NAME OF THE MEDICINAL PRODUCT
Actilyse Cathflo 2 mg, poeder voor oplossing voor injectie en infusie
2.
QUALITATIVE AND QUANTITATIVE COMPOSITION
1 vial with powder contains:
2 mg alteplase (corresponding to 1,160,000 IU)
Alteplase is produced by recombinant DNA technique using a Chinese
hamster ovary cell-line. The specific
activity of alteplase in-house reference material is 580,000 IU/mg.

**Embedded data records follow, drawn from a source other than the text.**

impl Template {
    fn generate(&self, slots: &mut Slots, position: &Position) -> Result<Datum, ScriptError> {
        match *self {
            Template::Datum(ref datum) => Ok(datum.clone()),
            Template::Variable(index) => match slots.get(index) {
                Some(Some(Match::Single(datum))) => Ok(datum.clone()),
                _ => Err(ScriptError::compile("Invalid template.", position)),
            },
            Template::List { ref elements, ref tail } => {
                let mut items = vec![];
                for element in elements {
                    element.generate_into(slots, 0, position, &mut items)?;
                }
                match *tail {
                    Some(ref tail) => {
                        let tail = tail.generate(slots, position)?;
                        Ok(Datum::pair(items, tail, position.clone()))
                    }
                    None => Ok(Datum::new(DatumKind::List(items), position.clone())),
                }
            }
            Template::Vector(ref elements) => {
                let mut items = vec![];
                for element in elements {
                    element.generate_into(slots, 0, position, &mut items)?;
                }
                Ok(Datum::new(DatumKind::Vector(items), position.clone()))
            }
        }
    }
}

impl Subtemplate {
    fn generate_into(
        &self,
        slots: &mut Slots,
        level: usize,
        position: &Position,
        out: &mut Vec<Datum>,
    ) -> Result<(), ScriptError> {
        let Group { start, count } = match self.groups.get(level) {
            Some(&group) => group,
            None => {
                out.push(self.template.generate(slots, position)?);
                return Ok(());
            }
        };

        let saved: Slots = slots[start..start + count].to_vec();
        let length = match saved.first() {
            Some(Some(Match::Sequence(values))) => values.len(),
            _ => return Err(ScriptError::compile("Invalid template.", position)),
        };

        for n in 0..length {
            for (slot, value) in slots[start..start + count].iter_mut().zip(&saved) {
                *slot = match *value {
                    Some(Match::Sequence(ref values)) => values.get(n).cloned(),
                    ref other => other.clone(),
                };
            }
            self.generate_into(slots, level + 1, position, out)?;
        }

        slots[start..start + count].clone_from_slice(&saved);
        Ok(())
    }
}

impl Transformer {
    /// Expands a use of the macro, either `(keyword ...)` or a bare keyword
    pub fn transform(&self, form: &Datum, scope: ScopeRef, scopes: &Scopes) -> Result<Datum, ScriptError> {
        let ctx = MatchContext { scope, scopes };
        match *self {
            Transformer::SyntaxRules(ref rules) => {
                for rule in rules {
                    if let Some(expansion) = rule.expand(form, &ctx) {
                        return expansion;
                    }
                }
                invalid("No matching syntax rule.", form)
            }
            Transformer::IdentifierSyntax { ref get, .. } => {
                let expansion = get.generate(&mut vec![], &form.position)?;
                match elements(form) {
                    Some((items, tail)) if !items.is_empty() => {
                        let mut items = items.to_vec();
                        items[0] = expansion;
                        match tail {
                            Some(tail) => Ok(Datum::pair(items, tail.clone(), form.position.clone())),
                            None => Ok(Datum::new(DatumKind::List(items), form.position.clone())),
                        }
                    }
                    _ => Ok(expansion),
                }
            }
        }
    }

    /// Expands `(set! keyword value)`
    pub fn transform_set(&self, form: &Datum, scope: ScopeRef, scopes: &Scopes) -> Result<Datum, ScriptError> {
        let ctx = MatchContext { scope, scopes };
        match *self {
            Transformer::IdentifierSyntax { set: Some(ref rule), .. } => match rule.expand(form, &ctx) {
                Some(expansion) => expansion,
                None => invalid("No matching syntax rule.", form),
            },
            _ => invalid("Not a variable.", form),
        }
    }
}

#[cfg(test)]
mod test {
    use super::*;
    use crate::compiler::scope::{GLOBAL_SCOPE, TOP_LEVEL_SCOPE};
    use crate::reader::read;
    use crate::vm::{Heap, Invocation, Object};

    fn datum(text: &str) -> Datum {
        read(text, None).unwrap().remove(0)
    }

    fn scopes() -> Scopes {
        let mut heap = Heap::new();
        let mut invocation = || {
            heap.alloc(Object::Invocation(Invocation {
                procedure: None,
                slots: vec![],
            }))
        };
        let global = invocation();
        let top = invocation();
        let mut scopes = Scopes::new(global, top);
        scopes.add_literal(GLOBAL_SCOPE, "else");
        scopes
    }

    fn expand(spec: &str, form: &str) -> Result<String, ScriptError> {
        let scopes = scopes();
        let transformer = create_transformer(&datum(spec), TOP_LEVEL_SCOPE, &scopes)?;
        transformer
            .transform(&datum(form), TOP_LEVEL_SCOPE, &scopes)
            .map(|d| d.to_string())
    }

    #[test]
    fn first_matching_rule_wins() {
        let spec = "(syntax-rules () ((_) 0) ((_ x) (f x)) ((_ x y) (g x y)))";
        assert_eq!(expand(spec, "(m)").unwrap(), "0");
        assert_eq!(expand(spec, "(m 1)").unwrap(), "(f 1)");
        assert_eq!(expand(spec, "(m 1 2)").unwrap(), "(g 1 2)");
        assert_eq!(expand(spec, "(m 1 2 3)").unwrap_err().message(), "No matching syntax rule.");
    }

    #[test]
    fn ellipsis_zero_or_more() {
        let spec = "(syntax-rules () ((_ (a b) ...) (list (cons a b) ...)))";
        assert_eq!(expand(spec, "(m)").unwrap(), "(list)");
        assert_eq!(expand(spec, "(m (1 2) (3 4))").unwrap(), "(list (cons 1 2) (cons 3 4))");
    }

    #[test]
    fn repeated_pairs() {
        let spec = "(syntax-rules () ((_ (a a2) ...) (quote ((a a2) ...))))";
        assert_eq!(expand(spec, "(m (1 2) (3 4))").unwrap(), "(quote ((1 2) (3 4)))");
    }

    #[test]
    fn nested_ellipses() {
        let spec = "(syntax-rules () ((_ (k v ...) ...) (quote ((v ... k) ...))))";
        assert_eq!(expand(spec, "(m (a 1 2) (b))").unwrap(), "(quote ((1 2 a) (b)))");
    }

    #[test]
    fn post_ellipsis_and_rest() {
        let spec = "(syntax-rules () ((_ a ... z) (z a ...)))";
        assert_eq!(expand(spec, "(m 1 2 3)").unwrap(), "(3 1 2)");
        let spec = "(syntax-rules () ((_ a . rest) (quote rest)))";
        assert_eq!(expand(spec, "(m 1 2 3)").unwrap(), "(quote (2 3))");
        assert_eq!(expand(spec, "(m 1)").unwrap(), "(quote ())");
    }

    #[test]
    fn literals() {
        let spec = "(syntax-rules (else to) ((_ else) 1) ((_ to) 2) ((_ x) 3))";
        assert_eq!(expand(spec, "(m else)").unwrap(), "1");
        assert_eq!(expand(spec, "(m to)").unwrap(), "2");
        assert_eq!(expand(spec, "(m other)").unwrap(), "3");
    }

    #[test]
    fn vectors_and_constants() {
        let spec = "(syntax-rules () ((_ #(a ...) \"s\") (b a ...)))";
        assert_eq!(expand(spec, "(m #(1 2) \"s\")").unwrap(), "(b 1 2)");
        assert!(expand(spec, "(m #(1 2) \"t\")").is_err());
    }

    #[test]
    fn escaped_ellipsis() {
        let spec = "(syntax-rules () ((_ a) (quote (a (... ...)))))";
        assert_eq!(expand(spec, "(m 1)").unwrap(), "(quote (1 ...))");
    }

    #[test]
    fn invalid_definitions() {
        let scopes = scopes();
        let create = |spec| create_transformer(&datum(spec), TOP_LEVEL_SCOPE, &scopes).map(|_| ());
        assert_eq!(
            create("(syntax-rules () ((_ a a) a))").unwrap_err().message(),
            "Duplicate variable."
        );
        assert_eq!(
            create("(syntax-rules () ((_ a ...) a))").unwrap_err().message(),
            "Invalid template."
        );
        assert_eq!(create("(syntax-rules () ((_ a ... b ...) a))").unwrap_err().message(), "Invalid pattern.");
        assert_eq!(create("(syntax-rules (1) ((_) 1))").unwrap_err().message(), "Invalid literals.");
        assert_eq!(create("(foo)").unwrap_err().message(), "Invalid macro transformer.");
        assert_eq!(create("nothing").unwrap_err().message(), "Unresolved symbol.");
    }

    #[test]
    fn identifier_syntax() {
        let scopes = scopes();
        let spec = datum("(identifier-syntax (_ (car p)) ((set! _ v) (set-car! p v)))");
        let transformer = create_transformer(&spec, TOP_LEVEL_SCOPE, &scopes).unwrap();
        let expand = |form| transformer.transform(&datum(form), TOP_LEVEL_SCOPE, &scopes).unwrap().to_string();
        assert_eq!(expand("x"), "(car p)");
        assert_eq!(expand("(x 1)"), "((car p) 1)");
        let set = transformer
            .transform_set(&datum("(set! x 5)"), TOP_LEVEL_SCOPE, &scopes)
            .unwrap();
        assert_eq!(set.to_string(), "(set-car! p 5)");
    }
}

This has been confirmed by comparison
with the second international WHO standard for t-PA. The specification
for the specific activity of alteplase
is 522,000 to 696,000 IU/mg.
Each constituted vial will deliver 2 mg of alteplase.
For the full list of excipients, see section 6.1.
3.
PHARMACEUTICAL FORM
Powder for solution for injection and infusion.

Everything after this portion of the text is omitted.